• What to work on: Gather all lines in the records below that include the word "push".
Content starts
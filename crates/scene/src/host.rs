use glam::Mat4;
use luxport_common::ObjectId;

use crate::data::{
    CameraData, DupliElement, LampData, MaterialData, MeshData, ObjectData, RenderSettings,
    TextureData, VolumeData,
};

/// Errors raised by host scene queries.
#[derive(Debug, thiserror::Error)]
pub enum SceneError {
    #[error("object not found: {0}")]
    ObjectNotFound(ObjectId),
    #[error("object {0} has no evaluated mesh")]
    NoEvaluatedMesh(ObjectId),
    #[error("particle system {index} not found on {object}")]
    ParticleSystemNotFound { object: ObjectId, index: usize },
    #[error("IO error: {0}")]
    Io(#[from] std::io::Error),
    #[error("YAML error: {0}")]
    Yaml(#[from] serde_yaml::Error),
    #[error("JSON error: {0}")]
    Json(#[from] serde_json::Error),
}

/// Read-only view of the host application's scene.
///
/// The exporter never mutates the host scene. Objects are enumerated in a
/// stable order so that two exports of the same scene produce identical output.
pub trait HostScene {
    /// Scene name, used to derive output file names.
    fn name(&self) -> &str;

    fn render_settings(&self) -> &RenderSettings;

    /// All objects in the scene, in deterministic order.
    fn objects(&self) -> Vec<ObjectId>;

    fn object(&self, id: &ObjectId) -> Option<&ObjectData>;

    /// World matrix of an object at an arbitrary frame.
    fn world_matrix(&self, id: &ObjectId, frame: i32) -> Result<Mat4, SceneError>;

    /// Realized copies of a duplicator object at the current frame.
    fn dupli_list(&self, id: &ObjectId) -> Result<Vec<DupliElement>, SceneError>;

    /// Realized copies of one particle system at the current frame.
    fn particle_instances(
        &self,
        id: &ObjectId,
        system: usize,
    ) -> Result<Vec<DupliElement>, SceneError>;

    /// Render-ready mesh of an object with its modifier stack applied.
    fn evaluated_mesh(&self, id: &ObjectId) -> Result<MeshData, SceneError>;

    /// Unevaluated mesh data block by name.
    fn mesh(&self, name: &str) -> Option<&MeshData>;

    fn lamp(&self, name: &str) -> Option<&LampData>;

    fn camera(&self, name: &str) -> Option<&CameraData>;

    fn material(&self, name: &str) -> Option<&MaterialData>;

    fn textures(&self) -> &[TextureData];

    fn volumes(&self) -> &[VolumeData];

    fn frame_current(&self) -> i32 {
        self.render_settings().frame_current
    }

    /// Whether the object is visible and enabled for final renders.
    fn is_renderable(&self, id: &ObjectId) -> bool {
        self.object(id)
            .is_some_and(|o| o.visible && o.render_enabled)
    }

    /// Objects that pass [`HostScene::is_renderable`].
    fn renderable_objects(&self) -> Vec<ObjectId> {
        self.objects()
            .into_iter()
            .filter(|id| self.is_renderable(id))
            .collect()
    }
}
use serde::{Deserialize, Serialize};

/// Typed value carried by a [`Param`].
///
/// Array-valued types hold flat component lists: a `Point` with two entries
/// stores six floats.
#[derive(Debug, Clone, PartialEq, Serialize, Deserialize)]
#[serde(tag = "type", content = "value", rename_all = "lowercase")]
pub enum ParamValue {
    Float(Vec<f32>),
    Integer(Vec<i32>),
    Bool(Vec<bool>),
    String(Vec<String>),
    Point(Vec<f32>),
    Vector(Vec<f32>),
    Normal(Vec<f32>),
    Color(Vec<f32>),
    Texture(String),
}

impl ParamValue {
    /// Semantic type keyword as used in renderer statements.
    pub fn type_name(&self) -> &'static str {
        match self {
            Self::Float(_) => "float",
            Self::Integer(_) => "integer",
            Self::Bool(_) => "bool",
            Self::String(_) => "string",
            Self::Point(_) => "point",
            Self::Vector(_) => "vector",
            Self::Normal(_) => "normal",
            Self::Color(_) => "color",
            Self::Texture(_) => "texture",
        }
    }
}

/// One `(name, type, value)` triple.
#[derive(Debug, Clone, PartialEq, Serialize, Deserialize)]
pub struct Param {
    pub name: String,
    #[serde(flatten)]
    pub value: ParamValue,
}

/// Ordered, typed property bag used as the payload of every renderer statement.
///
/// Insertion order is preserved so that emitted output is deterministic.
/// Adding a name that is already present replaces the value in place.
#[derive(Debug, Clone, Default, PartialEq, Serialize, Deserialize)]
#[serde(transparent)]
pub struct ParamSet {
    params: Vec<Param>,
}

impl ParamSet {
    pub fn new() -> Self {
        Self::default()
    }

    /// Add a parameter and return the set for chaining.
    pub fn add(mut self, name: impl Into<String>, value: ParamValue) -> Self {
        self.push(name, value);
        self
    }

    /// In-place form of [`ParamSet::add`].
    pub fn push(&mut self, name: impl Into<String>, value: ParamValue) {
        let name = name.into();
        match self.params.iter_mut().find(|p| p.name == name) {
            Some(existing) => existing.value = value,
            None => self.params.push(Param { name, value }),
        }
    }

    pub fn add_float(self, name: impl Into<String>, v: f32) -> Self {
        self.add(name, ParamValue::Float(vec![v]))
    }

    pub fn add_floats(self, name: impl Into<String>, v: Vec<f32>) -> Self {
        self.add(name, ParamValue::Float(v))
    }

    pub fn add_integer(self, name: impl Into<String>, v: i32) -> Self {
        self.add(name, ParamValue::Integer(vec![v]))
    }

    pub fn add_integers(self, name: impl Into<String>, v: Vec<i32>) -> Self {
        self.add(name, ParamValue::Integer(v))
    }

    pub fn add_bool(self, name: impl Into<String>, v: bool) -> Self {
        self.add(name, ParamValue::Bool(vec![v]))
    }

    pub fn add_string(self, name: impl Into<String>, v: impl Into<String>) -> Self {
        self.add(name, ParamValue::String(vec![v.into()]))
    }

    pub fn add_point(self, name: impl Into<String>, v: [f32; 3]) -> Self {
        self.add(name, ParamValue::Point(v.to_vec()))
    }

    pub fn add_points(self, name: impl Into<String>, v: Vec<f32>) -> Self {
        self.add(name, ParamValue::Point(v))
    }

    pub fn add_vector(self, name: impl Into<String>, v: [f32; 3]) -> Self {
        self.add(name, ParamValue::Vector(v.to_vec()))
    }

    pub fn add_normals(self, name: impl Into<String>, v: Vec<f32>) -> Self {
        self.add(name, ParamValue::Normal(v))
    }

    pub fn add_color(self, name: impl Into<String>, v: [f32; 3]) -> Self {
        self.add(name, ParamValue::Color(v.to_vec()))
    }

    pub fn add_texture(self, name: impl Into<String>, texture: impl Into<String>) -> Self {
        self.add(name, ParamValue::Texture(texture.into()))
    }

    /// Merge `other` into this set: known names are overwritten in place,
    /// new names are appended in `other`'s order.
    pub fn update(&mut self, other: &ParamSet) {
        for p in &other.params {
            self.push(p.name.clone(), p.value.clone());
        }
    }

    pub fn get(&self, name: &str) -> Option<&ParamValue> {
        self.params.iter().find(|p| p.name == name).map(|p| &p.value)
    }

    pub fn contains(&self, name: &str) -> bool {
        self.get(name).is_some()
    }

    pub fn iter(&self) -> impl Iterator<Item = &Param> {
        self.params.iter()
    }

    pub fn len(&self) -> usize {
        self.params.len()
    }

    pub fn is_empty(&self) -> bool {
        self.params.is_empty()
    }
}

impl<'a> IntoIterator for &'a ParamSet {
    type Item = &'a Param;
    type IntoIter = std::slice::Iter<'a, Param>;

    fn into_iter(self) -> Self::IntoIter {
        self.params.iter()
    }
}

#[cfg(test)]
mod tests {
    use super::*;

    #[test]
    fn insertion_order_preserved() {
        let ps = ParamSet::new()
            .add_float("gain", 1.0)
            .add_string("name", "x")
            .add_bool("flag", true);
        let names: Vec<&str> = ps.iter().map(|p| p.name.as_str()).collect();
        assert_eq!(names, ["gain", "name", "flag"]);
    }

    #[test]
    fn add_existing_name_replaces_in_place() {
        let ps = ParamSet::new()
            .add_float("a", 1.0)
            .add_float("b", 2.0)
            .add_float("a", 3.0);
        assert_eq!(ps.len(), 2);
        assert_eq!(ps.iter().next().unwrap().value, ParamValue::Float(vec![3.0]));
    }

    #[test]
    fn update_overwrites_and_appends() {
        let mut base = ParamSet::new().add_float("a", 1.0).add_float("b", 2.0);
        let extra = ParamSet::new().add_float("b", 5.0).add_integer("c", 7);
        base.update(&extra);
        let names: Vec<&str> = base.iter().map(|p| p.name.as_str()).collect();
        assert_eq!(names, ["a", "b", "c"]);
        assert_eq!(base.get("b"), Some(&ParamValue::Float(vec![5.0])));
        assert_eq!(base.get("c"), Some(&ParamValue::Integer(vec![7])));
    }

    #[test]
    fn type_names() {
        assert_eq!(ParamValue::Color(vec![1.0; 3]).type_name(), "color");
        assert_eq!(ParamValue::Texture("t".into()).type_name(), "texture");
        assert_eq!(ParamValue::Normal(vec![]).type_name(), "normal");
    }

    #[test]
    fn serializes_as_ordered_records() {
        let ps = ParamSet::new().add_float("gain", 2.0).add_texture("Kd", "wood");
        let json = serde_json::to_value(&ps).unwrap();
        assert_eq!(json[0]["name"], "gain");
        assert_eq!(json[0]["type"], "float");
        assert_eq!(json[1]["type"], "texture");
        assert_eq!(json[1]["value"], "wood");
    }
}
Content ends
• Answer:
        self.push(name, value);
    pub fn push(&mut self, name: impl Into<String>, value: ParamValue) {
            None => self.params.push(Param { name, value }),
            self.push(p.name.clone(), p.value.clone());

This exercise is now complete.